How to speed-up Django tests without actually optimizing the code

Michal Dabski
7 min readSep 20, 2020

A guide for those who prefer to throw hardware at the problem.

I think we’ve all been there: A large project, big test suite, long waiting times for the pipeline to complete. Worse yet if some tests fail and you have to re-run them all over again. A good engineer will take a good look at the test suite, profile, and optimize it. Maybe clean out some unneeded or redundant tests. However, this is a time-consuming endeavor that will likely yield relatively small returns — depending how bad the state of the project is to begin with. In the end, as the project grows, you’ll want to keep the test coverage at adequate levels and make sure all those pesky regressions fixed over time do not resurface. This problem not only increases the time to deploy the app, but slows down turn-around time for merge requests by delaying feedback from failed tests.

At MEG Support Tools we have a test suite that takes about 10–12 minutes which is no so bad considering that 30 minute pipelines are not unheard of in other projects. Yet still, we can do better than that! We currently have 10 test runners spread across 3 machines, where only one of the runners actually runs the test suite, and the others will have finished their assigned task much earlier. The solution: what if we distribute the test suite across multiple runners to make use of those idle runners?

All tests take between 10 to 12 minutes to complete

There are already some solutions that allow running tests in a distributed way; Django itself provides parallel test runner, but it’s limited to a single machine, and won’t take into account machine load — in our case a machine can have 4 runners (one runner per CPU core), and if each of those runners executes parallelized tests, the machine will slow down to a crawl and there may be no speed improvement at all. Another option for PyTest users is xdist plugin which I have not tried myself as we don’t use PyTest. Ideally for me the tests will be divided into individual jobs recognized by CI so they can be properly assigned to runners based on runner’s capacity.

Original pipeline comprises mainly short (< 1 min) tasks and a long-running test task (> 10 mins)

The easiest way of splitting tests in Django is by using tags, but you can probably imagine that manually going through all tests and grouping them by tags is an unnecessarily laborious task, and Django doesn’t appear to have the ability of running only un-tagged tests, which is a big no-no as I would like to make sure that every test is ran in the end, even if developer forgot to tag it.

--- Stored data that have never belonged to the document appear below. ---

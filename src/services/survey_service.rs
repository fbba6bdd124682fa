//! Survey service - loading sessions and responses

use std::collections::HashSet;
use std::sync::Arc;

use crate::db::surveys::{self, ImportSummary, SurveyFixture};
use crate::db::HealthDb;
use crate::error::StorageError;

use super::events::{EventBus, StorageEvent};

pub struct SurveyService {
    db: Arc<HealthDb>,
    events: Arc<EventBus>,
    score_max: i64,
}

impl SurveyService {
    pub fn new(db: Arc<HealthDb>, events: Arc<EventBus>, score_max: u8) -> Self {
        Self {
            db,
            events,
            score_max: i64::from(score_max),
        }
    }

    /// Validate and import a fixture in one transaction
    pub fn import(&self, fixture: &SurveyFixture) -> Result<ImportSummary, StorageError> {
        self.validate_fixture(fixture)?;

        let summary = self.db.with_conn_mut(|conn| surveys::import_fixture(conn, fixture))?;

        self.events.emit(StorageEvent::SurveyDataImported {
            sessions: summary.sessions,
            responses: summary.responses,
        });

        Ok(summary)
    }

    /// Mark a session completed so its scores appear in trends
    pub fn complete_session(&self, session_id: &str) -> Result<(), StorageError> {
        self.db.with_conn(|conn| surveys::complete_session(conn, session_id))?;
        self.events.emit(StorageEvent::SessionCompleted {
            id: session_id.to_string(),
        });
        Ok(())
    }

    fn validate_fixture(&self, fixture: &SurveyFixture) -> Result<(), StorageError> {
        let mut session_ids = HashSet::new();
        for (i, session) in fixture.sessions.iter().enumerate() {
            if session.id.is_empty() || session.team_id.is_empty() {
                return Err(StorageError::InvalidInput(format!(
                    "sessions[{}]: id and team_id are required", i
                )));
            }
            if !session_ids.insert(session.id.as_str()) {
                return Err(StorageError::InvalidInput(format!(
                    "sessions[{}]: duplicate id '{}'", i, session.id
                )));
            }
        }

        for (i, response) in fixture.responses.iter().enumerate() {
            if response.score < 0 || response.score > self.score_max {
                return Err(StorageError::InvalidInput(format!(
                    "responses[{}]: score {} is outside 0..={}",
                    i, response.score, self.score_max
                )));
            }
            if response.dimension_id.is_empty() || response.user_id.is_empty() {
                return Err(StorageError::InvalidInput(format!(
                    "responses[{}]: dimension_id and user_id are required", i
                )));
            }
        }

        Ok(())
    }
}

#[cfg(test)]
mod tests {
    use super::*;
    use crate::db::surveys::{ResponseInput, SessionInput, SessionStatus, TeamInput};

    fn fixture(score: i64) -> SurveyFixture {
        SurveyFixture {
            teams: vec![TeamInput {
                id: "t1".into(),
                name: "Core".into(),
                supervisors: vec![],
            }],
            sessions: vec![SessionInput {
                id: "s1".into(),
                team_id: "t1".into(),
                assessment_period: Some("2024-H1".into()),
                status: SessionStatus::Active,
            }],
            responses: vec![ResponseInput {
                session_id: "s1".into(),
                user_id: "u1".into(),
                dimension_id: "mission".into(),
                score,
                comment: None,
            }],
            ..Default::default()
        }
    }

    fn service() -> SurveyService {
        let db = Arc::new(HealthDb::open_in_memory().unwrap());
        SurveyService::new(db, Arc::new(EventBus::new()), 3)
    }

    #[test]
    fn test_score_out_of_range_rejected() {
        let service = service();
        let err = service.import(&fixture(4)).unwrap_err();
        assert!(matches!(err, StorageError::InvalidInput(_)));
        assert_eq!(service.db.stats().unwrap().sessions, 0);
    }

    #[test]
    fn test_import_then_complete() {
        let service = service();
        let summary = service.import(&fixture(3)).unwrap();
        assert_eq!(summary.responses, 1);

        service.complete_session("s1").unwrap();
        assert_eq!(service.db.stats().unwrap().completed_sessions, 1);
    }
}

In addition, this approach does not scale well as test suite will become slower and the only way to divide the tests again will be to re-tag everything and create the new job manually.

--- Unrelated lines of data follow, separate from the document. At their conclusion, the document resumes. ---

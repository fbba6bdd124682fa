//! Configuration for healthcheck-storage

use serde::{Deserialize, Serialize};
use std::path::{Path, PathBuf};
use std::time::Duration;

/// Default storage directory
pub fn default_storage_dir() -> PathBuf {
    dirs::data_local_dir()
        .unwrap_or_else(|| PathBuf::from("."))
        .join("healthcheck-storage")
}

/// Configuration
#[derive(Debug, Clone, Serialize, Deserialize)]
pub struct Config {
    /// Directory holding the SQLite database and config file
    #[serde(default = "default_storage_dir")]
    pub storage_dir: PathBuf,

    /// SQLite database file name inside `storage_dir`
    #[serde(default = "default_db_file")]
    pub db_file: String,

    /// How long a writer waits on a locked database before failing (ms)
    #[serde(default = "default_busy_timeout_ms")]
    pub busy_timeout_ms: u64,

    /// Highest score a response may carry (scores are `0..=score_max`)
    #[serde(default = "default_score_max")]
    pub score_max: u8,

    /// Emit 0 instead of null for missing trend cells
    #[serde(default)]
    pub trend_zero_fill: bool,
}

fn default_db_file() -> String {
    "healthcheck.db".to_string()
}

fn default_busy_timeout_ms() -> u64 {
    5000
}

fn default_score_max() -> u8 {
    3
}

impl Default for Config {
    fn default() -> Self {
        Self {
            storage_dir: default_storage_dir(),
            db_file: default_db_file(),
            busy_timeout_ms: default_busy_timeout_ms(),
            score_max: default_score_max(),
            trend_zero_fill: false,
        }
    }
}

impl Config {
    /// Load config from file
    pub fn load<P: AsRef<Path>>(path: P) -> Result<Self, std::io::Error> {
        let content = std::fs::read_to_string(path)?;
        toml::from_str(&content)
            .map_err(|e| std::io::Error::new(std::io::ErrorKind::InvalidData, e))
    }

    /// Save config to file
    pub fn save<P: AsRef<Path>>(&self, path: P) -> Result<(), std::io::Error> {
        let content = toml::to_string_pretty(self)
            .map_err(|e| std::io::Error::new(std::io::ErrorKind::InvalidData, e))?;
        std::fs::write(path, content)
    }

    /// Get database path
    pub fn db_path(&self) -> PathBuf {
        self.storage_dir.join(&self.db_file)
    }

    /// Get config file path
    pub fn config_path(&self) -> PathBuf {
        self.storage_dir.join("config.toml")
    }

    pub fn busy_timeout(&self) -> Duration {
        Duration::from_millis(self.busy_timeout_ms)
    }
}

Luckily for us, GitLab CI jobs have a parallel setting that allows us to specify how many test jobs to run in parallel just by changing a single value. Now, the only problem is, we don’t want to run all tests N times. We want to run all tests, but ideally divide them in N groups and run each group separately in a different instance of the job. GitLab provides some useful environment variables for parallel jobs that can be used for that: CI_NODE_TOTAL and CI_NODE_INDEX — now, how can we use these to control which tests run in which job?

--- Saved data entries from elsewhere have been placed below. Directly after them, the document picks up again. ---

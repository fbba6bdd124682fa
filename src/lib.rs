//! Healthcheck Storage - storage core for team health checks
//!
//! Users score their team on a fixed set of dimensions each assessment
//! period; managers read the results back as trends. This crate owns the
//! two parts of that with real ordering rules:
//!
//! - **Hierarchy ordering** (`reorder`): levels of the reporting structure
//!   keep a dense 1-based `position`. Moves, appends and deletes shift only
//!   the affected block, inside one transaction.
//! - **Trend pivots** (`trend`): per-dimension average scores laid out
//!   against the ordered list of assessment periods, for one team or for
//!   every team under a manager.
//!
//! ## Storage Layout
//!
//! ```text
//! ~/.local/share/healthcheck-storage/
//! ├── healthcheck.db   # SQLite (WAL mode)
//! └── config.toml      # Configuration
//! ```

pub mod cancel;
pub mod config;
pub mod db;
pub mod error;
pub mod reorder;
pub mod services;
pub mod trend;

// Re-exports
pub use cancel::CancelToken;
pub use config::Config;
pub use db::HealthDb;
pub use error::{ErrorKind, StorageError};
pub use reorder::{CreateLevelInput, HierarchyLevel, HierarchyTransaction, MovedLevel};
pub use services::Services;
pub use trend::{DimensionTrend, SkippedRow, TrendQuery, TrendResult, TrendScope, TrendSource};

Django or unittest cannot automatically divide tests into groups for us. We have to implement it by writing a custom TestLoader class and overriding discover() method:

Implementation of the partial TestLoader class and the TestRunner

You will notice that in the above example that I am sorting the tests alphabetically before dividing them into groups — this is probably not needed, given that the tests already run in a pre-built docker image, so the environment in every runner will be identical, and so the order of tests should be consistent. However, I’d like the tests to be reproducible outside of docker container — for instance on developer’s machine the OS and environment can be slightly different and (correct me if I’m wrong) affect the order of tests, which in turn will result in a completely different set of tests for given input — this is unacceptable.

The tests are divided into groups by reading GitLab’s environment variables — I am using django-getenv for this — you can of course use the built-in os.getenv(), but keep in mind that you’ll have to convert the value to integer.

Lastly, the tests are sliced into N groups, and every Nth test starting at given index is returned. This is simpler to implement than dividing the tests into n blocks of adjacent tests and less prone to off-by-one errors. Note that we’re subtracting 1 from CI_NODE_INDEX as lists in Python start at 0 while gitlab provides a value between 1 and N (inclusive).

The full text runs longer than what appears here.